There are two additional challenges that do not involve malicious behavior. First, since our bundle tracer does not track inter-process communications, any bundle installation that involves communications between multiple process trees may appear as multiple, separate bundles. Second, if two toolbars from two different bundles are loaded into the browser at the same time and one of them expands the bundle by hooking an additional ASEP, process tree-based tracking will not provide sufficiently fine-grain information to determine which bundle the new ASEP hook should belong to.
Limitations of AskStrider
AskStrider extracts the last-update timestamps of files from the System Restore file change log and is therefore subject to its limitations. First, System Restore only monitors files with certain filename extensions [SRM]; spyware programs with extensions outside the monitored set will not be captured by AskStrider's highlighting of recent changes because their updates will not be captured in the file change log.
Second, System Restore excludes certain temporary folders from monitoring. As a result, file updates inside those folders will not be captured in the change log. Third, a malicious spyware program may delete or corrupt the file change log or hide its processes and modules from the AskStrider scan.
Finally, a main feature of AskStrider is that it highlights recent changes to aid troubleshooting. We have found that such filtering mechanisms are essential for reducing the complexity in many systems management problems. An obvious limitation of this approach is that it will not work well if a user invokes AskStrider long after a spyware installation.
Other Web Browsers and Non-Windows Platforms
In this section, we study the ASEPs and spyware-related issues in other Web browsers and operating systems.
Other Web Browsers
As shown in the Outer Gates in Figure 1, code vulnerabilities can be used as an infection vector for spyware through ``drive-by downloads.'' The problem is not unique to the IE browser; other browsers also have known vulnerabilities, such as Mozilla [KVM] and Netscape [HN00]. Exploits of vulnerabilities in the Mozilla and Firefox Web browsers have been widely publicized in news articles [M04, MO04, BZ]. Also, Secunia Advisories [SEC] often describe vulnerabilities that affect the Opera and Mozilla Web browsers.
Just like IE, other Web browsers expose ASEPs that can potentially be hooked by spyware. For example, Mozilla Firefox has a file system-based ASEP at C:\Program Files\Mozilla Firefox\plugins; all plug-in DLL files placed in that directory are automatically loaded by Mozilla. It also scans a Registry- based ASEP at HKLM\SOFTWARE\MozillaPlugins to locate plug-ins that register with the browser through PLIDs [PLUG].

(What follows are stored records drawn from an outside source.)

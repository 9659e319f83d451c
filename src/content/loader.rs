//! Content loader - loads posts of a category from the source directory

use anyhow::Result;
use chrono::Local;
use std::collections::HashMap;
use std::fs;
use std::path::Path;
use walkdir::WalkDir;

use super::{ContentError, FrontMatter, MarkdownRenderer, Post};
use crate::Folio;

/// Loads content from the source directory
pub struct ContentLoader<'a> {
    folio: &'a Folio,
    renderer: MarkdownRenderer,
    include_drafts: bool,
}

impl<'a> ContentLoader<'a> {
    /// Create a new content loader
    pub fn new(folio: &'a Folio) -> Self {
        let renderer = MarkdownRenderer::with_options(
            &folio.config.highlight.theme,
            folio.config.highlight.line_number,
            folio.config.toc.max_depth,
        );
        Self {
            folio,
            renderer,
            include_drafts: false,
        }
    }

    /// Keep posts marked `draft: true`
    pub fn include_drafts(mut self, include: bool) -> Self {
        self.include_drafts = include;
        self
    }

    /// Load the configured category
    pub fn load_posts(&self) -> Result<Vec<Post>> {
        self.load_category(&self.folio.config.category)
    }

    /// Load every post under `<source_dir>/<category>`, newest first
    pub fn load_category(&self, category: &str) -> Result<Vec<Post>> {
        let dir = self.folio.source_dir.join(category);
        if !dir.exists() {
            tracing::debug!("Content directory {:?} does not exist", dir);
            return Ok(Vec::new());
        }

        let mut posts = Vec::new();

        for entry in WalkDir::new(&dir)
            .follow_links(true)
            .into_iter()
            .filter_map(|e| e.ok())
        {
            let path = entry.path();
            if !path.is_file() || !is_markdown_file(path) {
                continue;
            }
            match self.load_post(path) {
                Ok(post) if post.draft && !self.include_drafts => {
                    tracing::debug!("Skipping draft {:?}", path);
                }
                Ok(post) => posts.push(post),
                Err(e) => tracing::warn!("Failed to load post {:?}: {}", path, e),
            }
        }

        ensure_unique_slugs(&posts)?;

        // Newest first; ties keep a stable order by slug
        posts.sort_by(|a, b| b.date.cmp(&a.date).then_with(|| a.slug.cmp(&b.slug)));

        Ok(posts)
    }

    /// Load a single post from a file
    fn load_post(&self, path: &Path) -> Result<Post> {
        let content = fs::read_to_string(path)?;
        let (fm, body) = FrontMatter::parse(&content);

        let stem = path
            .file_stem()
            .and_then(|s| s.to_str())
            .unwrap_or("untitled");

        let date = match fm.parse_date() {
            Some(date) => date,
            None => fs::metadata(path)?
                .modified()
                .map(chrono::DateTime::<Local>::from)
                .unwrap_or_else(|_| Local::now()),
        };

        let slug = fm
            .slug
            .as_deref()
            .map(slug::slugify)
            .filter(|s| !s.is_empty())
            .unwrap_or_else(|| slug::slugify(stem));

        let rendered = self.renderer.render(body)?;

        let mut post = Post::new(slug, fm.title.unwrap_or_else(|| stem.to_string()), date)
            .with_summary(fm.summary.unwrap_or_default())
            .with_tags(fm.tags);
        post.content = rendered.html;
        post.toc = rendered.toc;
        post.draft = fm.draft;
        post.source = path
            .strip_prefix(&self.folio.source_dir)
            .unwrap_or(path)
            .to_path_buf();

        Ok(post)
    }
}

/// Check that no two posts share a slug
pub fn ensure_unique_slugs(posts: &[Post]) -> Result<(), ContentError> {
    let mut seen: HashMap<&str, &Post> = HashMap::new();
    for post in posts {
        if let Some(first) = seen.insert(&post.slug, post) {
            return Err(ContentError::DuplicateSlug {
                slug: post.slug.clone(),
                first: first.source.clone(),
                second: post.source.clone(),
            });
        }
    }
    Ok(())
}

/// Check if a file is a markdown file
fn is_markdown_file(path: &Path) -> bool {
    path.extension()
        .and_then(|e| e.to_str())
        .map(|e| e == "md" || e == "markdown")
        .unwrap_or(false)
}

#[cfg(test)]
mod tests {
    use super::*;
    use crate::config::SiteConfig;

    fn site_with_posts(files: &[(&str, &str)]) -> (tempfile::TempDir, Folio) {
        let dir = tempfile::tempdir().unwrap();
        let posts_dir = dir.path().join("data/posts");
        fs::create_dir_all(&posts_dir).unwrap();
        for (name, content) in files {
            fs::write(posts_dir.join(name), content).unwrap();
        }
        let folio = Folio::with_config(dir.path().to_path_buf(), SiteConfig::default());
        (dir, folio)
    }

    #[test]
    fn test_load_posts_sorted_newest_first() {
        let (_dir, folio) = site_with_posts(&[
            (
                "older.md",
                "---\ntitle: Older\ndate: 2023-01-01\ntags: [rust]\n---\nOld body",
            ),
            (
                "newer.md",
                "---\ntitle: Newer\ndate: 2024-03-01\nsummary: Fresh\n---\n## Intro\nNew body",
            ),
            ("notes.txt", "not a post"),
        ]);

        let posts = ContentLoader::new(&folio).load_posts().unwrap();
        assert_eq!(posts.len(), 2);
        assert_eq!(posts[0].slug, "newer");
        assert_eq!(posts[0].summary, "Fresh");
        assert_eq!(posts[0].toc.len(), 1);
        assert_eq!(posts[1].slug, "older");
        assert_eq!(posts[1].tags, vec!["rust"]);
        assert_eq!(posts[1].summary, "");
        assert_eq!(posts[1].source, Path::new("posts/older.md"));
    }

    #[test]
    fn test_front_matter_slug_wins() {
        let (_dir, folio) = site_with_posts(&[(
            "2024-01-01-file-name.md",
            "---\ntitle: Custom\nslug: My Custom Slug\ndate: 2024-01-01\n---\nbody",
        )]);
        let posts = ContentLoader::new(&folio).load_posts().unwrap();
        assert_eq!(posts[0].slug, "my-custom-slug");
    }

    #[test]
    fn test_drafts_are_skipped_by_default() {
        let (_dir, folio) = site_with_posts(&[
            ("a.md", "---\ntitle: A\ndate: 2024-01-01\ndraft: true\n---\n"),
            ("b.md", "---\ntitle: B\ndate: 2024-01-02\n---\n"),
        ]);
        let posts = ContentLoader::new(&folio).load_posts().unwrap();
        assert_eq!(posts.len(), 1);

        let posts = ContentLoader::new(&folio)
            .include_drafts(true)
            .load_posts()
            .unwrap();
        assert_eq!(posts.len(), 2);
    }

    #[test]
    fn test_duplicate_slugs_are_rejected() {
        let (_dir, folio) = site_with_posts(&[
            ("a.md", "---\ntitle: A\nslug: same\ndate: 2024-01-01\n---\n"),
            ("b.md", "---\ntitle: B\nslug: same\ndate: 2024-01-02\n---\n"),
        ]);
        let err = ContentLoader::new(&folio).load_posts().unwrap_err();
        let err = err.downcast::<ContentError>().unwrap();
        assert!(matches!(err, ContentError::DuplicateSlug { ref slug, .. } if slug == "same"));
    }

    #[test]
    fn test_missing_category_is_empty() {
        let dir = tempfile::tempdir().unwrap();
        let folio = Folio::with_config(dir.path().to_path_buf(), SiteConfig::default());
        let posts = ContentLoader::new(&folio).load_category("notes").unwrap();
        assert!(posts.is_empty());
    }
}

The homepage and search page related ASEPs of non-IE browsers are generally stored in application specific preference files rather than the Registry. For example, there are two user preference files in the profile directory of Netscape/Mozilla: prefs.js that contains automatically generated default preferences, and user.js which contains options that override settings in prefs.js. Spyware can hijack the home page and the default search page of these browsers by altering the value of user_pref(``browser.startup.homepage,'' ``<home page>'') and user_pref(``browser.search. defaultengine,'' ``<search page>'') in prefs.js [NCPI]. For example, the Lop.com software has been known to hijack Netscape/Mozilla home page [LOP]. In general there appears to be less spyware targeting non-IE browsers, presumably because their smaller install base is less attractive to spyware developers.

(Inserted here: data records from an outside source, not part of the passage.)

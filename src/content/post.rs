//! Post model

use chrono::{DateTime, Local};
use serde::{Deserialize, Serialize};
use std::path::PathBuf;

/// A heading listed in a post's table of contents
#[derive(Debug, Clone, PartialEq, Eq, Serialize, Deserialize)]
pub struct TocEntry {
    /// Anchor id of the heading
    pub id: String,
    /// Plain heading text
    pub title: String,
    /// Heading level (2 for `##`)
    pub level: u8,
}

impl TocEntry {
    pub fn new(id: impl Into<String>, title: impl Into<String>, level: u8) -> Self {
        Self {
            id: id.into(),
            title: title.into(),
            level,
        }
    }
}

/// A blog post. Never mutated once loaded.
#[derive(Debug, Clone, Serialize, Deserialize)]
pub struct Post {
    /// Unique, URL-safe identifier; list key and route segment
    pub slug: String,

    /// Post title
    pub title: String,

    /// Short summary shown on cards and searched
    pub summary: String,

    /// Tags in front-matter order
    pub tags: Vec<String>,

    /// Publication date
    pub date: DateTime<Local>,

    /// Rendered HTML content
    pub content: String,

    /// Headings for the table of contents
    pub toc: Vec<TocEntry>,

    /// Drafts are loaded but never published
    pub draft: bool,

    /// Source file path relative to the source directory
    pub source: PathBuf,
}

impl Post {
    /// Create a post with only the listing fields set
    pub fn new(slug: impl Into<String>, title: impl Into<String>, date: DateTime<Local>) -> Self {
        Self {
            slug: slug.into(),
            title: title.into(),
            summary: String::new(),
            tags: Vec::new(),
            date,
            content: String::new(),
            toc: Vec::new(),
            draft: false,
            source: PathBuf::new(),
        }
    }

    pub fn with_summary(mut self, summary: impl Into<String>) -> Self {
        self.summary = summary.into();
        self
    }

    pub fn with_tags<I, S>(mut self, tags: I) -> Self
    where
        I: IntoIterator<Item = S>,
        S: Into<String>,
    {
        self.tags = tags.into_iter().map(Into::into).collect();
        self
    }

    /// Route path of the post relative to the site root
    pub fn path(&self, category: &str) -> String {
        format!("{}/{}/", category.trim_matches('/'), self.slug)
    }
}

In some cases, the search and download functionalities of the browser software itself may raise similar privacy concerns. It was reported [NNB02] that, while data on searches conducted from IE's search pane was sent directly to the designated search site and was not intercepted by Microsoft, searches performed by using Netscape Navigator's Search button were intercepted by Netscape and tagged with information that can potentially identify individual machines. The term ``File Download Spyware'' [FDS00] refers to those file downloaders that by default track user's entire file download history tagged with a unique ID, the machine's IP address, or even the user's personal email address.

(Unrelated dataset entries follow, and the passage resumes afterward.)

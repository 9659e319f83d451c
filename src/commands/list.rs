//! List site content

use anyhow::Result;
use std::collections::HashMap;
use std::fmt::Write;

use crate::content::loader::ContentLoader;
use crate::content::Post;
use crate::Folio;

/// List site content by type
pub fn run(folio: &Folio, content_type: &str) -> Result<()> {
    let posts = ContentLoader::new(folio).load_posts()?;
    print!("{}", render(&posts, content_type)?);
    Ok(())
}

/// Text listing of `posts` by type
pub fn render(posts: &[Post], content_type: &str) -> Result<String> {
    let mut out = String::new();

    match content_type {
        "post" | "posts" => {
            writeln!(out, "Posts ({}):", posts.len())?;
            for post in posts {
                writeln!(
                    out,
                    "  {} - {} [{}]",
                    post.date.format("%Y-%m-%d"),
                    post.title,
                    post.source.display()
                )?;
            }
        }
        "tag" | "tags" => {
            let mut counts: HashMap<&str, usize> = HashMap::new();
            for post in posts {
                for tag in &post.tags {
                    *counts.entry(tag.as_str()).or_insert(0) += 1;
                }
            }
            let mut tags: Vec<_> = counts.into_iter().collect();
            tags.sort_by(|a, b| b.1.cmp(&a.1).then_with(|| a.0.cmp(b.0)));

            writeln!(out, "Tags ({}):", tags.len())?;
            for (tag, count) in tags {
                writeln!(out, "  {} ({})", tag, count)?;
            }
        }
        _ => {
            anyhow::bail!("Unknown type: {}. Available: post, tag", content_type);
        }
    }

    Ok(out)
}

#[cfg(test)]
mod tests {
    use super::*;
    use chrono::{Local, TimeZone};

    fn posts() -> Vec<Post> {
        let date = Local.with_ymd_and_hms(2024, 4, 1, 0, 0, 0).unwrap();
        vec![
            Post::new("a", "Alpha", date).with_tags(["rust", "cli"]),
            Post::new("b", "Beta", date).with_tags(["rust"]),
        ]
    }

    #[test]
    fn test_list_posts() {
        let out = render(&posts(), "post").unwrap();
        assert!(out.starts_with("Posts (2):\n"));
        assert!(out.contains("  2024-04-01 - Alpha ["));
    }

    #[test]
    fn test_list_tags_by_count() {
        let out = render(&posts(), "tags").unwrap();
        assert_eq!(out, "Tags (2):\n  rust (2)\n  cli (1)\n");
    }

    #[test]
    fn test_unknown_type() {
        assert!(render(&posts(), "category").is_err());
    }
}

ASEPs on UNIX operating systems such as Linux, AIX, and Solaris can be roughly classified into four categories:
Our preliminary investigation shows that spyware is not a substantial threat to the current Unix/Linux world. Perhaps this is because Unix/Linux has a much smaller install base than Windows in the consumer desktop market, which makes it less attractive to spyware writers. Another reason might be that most Unix/Linux users do not run as administrators; many, if not most, of the spyware programs require administrator privileges to install and run. Finally, Unix/Linux users who do run as administrators are advanced users who are unlikely to fall into the trap of installing spyware.
Earlier versions of commercial anti-spyware programs focused on the signature-based, on-demand scanning approach. The latest Ad-Aware Ad-Watch real-time monitor [AP] and Spybot-S&D TeaTimer [ST] provide real-time monitoring similar to Gatekeeper ASEP monitoring. But they do not seem to include centralized auditing and bundle tracing, and the context information that they provide to the users is limited, making them less effective as a management solution as compared to Gatekeeper. On the other hand, they put more emphasis on blocking and protection. The Autoruns tool [AR04] and the Windows XP SP2 IE Add-on Manager both cover only a subset of ASEPs known to be hooked by spyware.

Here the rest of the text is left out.